I've tried the following source code on my laptop (Oracle HotSpot JVM, JDK 1.8, 64 bits):

Long l;
Long l1 = 100L;
Long l2 = 100L;
System.out.println(Long.valueOf(100L) == Long.valueOf(100L));
System.out.println((l = 100L) == Long.valueOf(100L));
System.out.println(l1 == l2);
System.out.println(Long.valueOf(128L) == Long.valueOf(128L));
System.out.println(Long.valueOf(129L) == 129L);
System.out.println(Long.valueOf(255L) == new Long(255L));

Then I decompiled the source code in IntelliJ IDEA Community 2019.1 to get following content:

Long l1 = 100L;
Long l2 = 100L;
System.out.println(100L == 100L);
System.out.println(100L == 100L);
System.out.println(l1 == l2);
System.out.println(128L == 128L);
System.out.println(Long.valueOf(129L) == 129L);
System.out.println(255L == new Long(255L));

And I've got answers:

true
true
true
false
true
false

I already know that integer assignment from a primitive number to the corresponding reference number will be automatically boxed.

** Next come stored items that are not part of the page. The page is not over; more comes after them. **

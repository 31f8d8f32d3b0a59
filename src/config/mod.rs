pub mod local;
pub mod toml_config;

#[cfg(feature = "cli")]
use crate::core::snapshot::DEFAULT_FILENAME;
#[cfg(feature = "cli")]
use crate::core::ConfigProvider;
#[cfg(feature = "cli")]
use crate::domain::catalog::DEFAULT_OWNER;
#[cfg(feature = "cli")]
use crate::utils::{error::Result, validation::Validate};
#[cfg(feature = "cli")]
use clap::Parser;
#[cfg(feature = "cli")]
use serde::{Deserialize, Serialize};
#[cfg(feature = "cli")]
use std::time::Duration;

pub const DEFAULT_API_ROOT: &str = "https://api.github.com";
pub const DEFAULT_OUTPUT_PATH: &str = "./api";
pub const DEFAULT_TIMEOUT_SECS: u64 = 5;

#[cfg(feature = "cli")]
#[derive(Debug, Clone, Serialize, Deserialize, Parser)]
#[command(name = "spark-network")]
#[command(about = "Scan the spark repositories and write the network snapshot")]
pub struct CliConfig {
    #[arg(long, default_value = DEFAULT_API_ROOT)]
    pub api_root: String,

    #[arg(long, default_value = DEFAULT_OWNER)]
    pub owner: String,

    /// API token; unauthenticated requests get a lower rate limit
    #[arg(long, env = "GITHUB_TOKEN", hide_env_values = true)]
    #[serde(skip)]
    pub token: Option<String>,

    #[arg(long, default_value = DEFAULT_OUTPUT_PATH)]
    pub output_path: String,

    #[arg(long, default_value = DEFAULT_FILENAME)]
    pub filename: String,

    #[arg(long, default_value_t = DEFAULT_TIMEOUT_SECS)]
    pub timeout_secs: u64,

    /// TOML configuration file; replaces the flags above when given
    #[arg(short, long)]
    pub config: Option<String>,

    /// Skip the courtesy delay between probes
    #[arg(long)]
    pub no_pacing: bool,

    #[arg(short, long, help = "Enable verbose output")]
    pub verbose: bool,

    #[arg(long, help = "Emit logs as JSON lines")]
    pub log_json: bool,
}

#[cfg(feature = "cli")]
impl ConfigProvider for CliConfig {
    fn api_root(&self) -> &str {
        &self.api_root
    }

    fn owner(&self) -> &str {
        &self.owner
    }

    fn token(&self) -> Option<&str> {
        self.token.as_deref().filter(|t| !t.is_empty())
    }

    fn output_path(&self) -> &str {
        &self.output_path
    }

    fn filename(&self) -> &str {
        &self.filename
    }

    fn request_timeout(&self) -> Duration {
        Duration::from_secs(self.timeout_secs)
    }
}

#[cfg(feature = "cli")]
impl Validate for CliConfig {
    fn validate(&self) -> Result<()> {
        use crate::utils::validation::*;

        validate_url("api_root", &self.api_root)?;
        validate_non_empty_string("owner", &self.owner)?;
        validate_path("output_path", &self.output_path)?;
        validate_file_name("filename", &self.filename, "json")?;
        validate_range("timeout_secs", self.timeout_secs, 1, 120)?;
        Ok(())
    }
}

And the cache will be used if the number is in [-128,127], which means the results of lines 4, 5, 6, 7, 9 are reasonable.

However, I'm very curious about how Java handles the comparison between a reference number and a primitive number on line 8? In other words, how are primitive numbers actually stored in memory in Oracle HotSpot JVM?

I haven't found any help so far. Any suggestion will be appreciated.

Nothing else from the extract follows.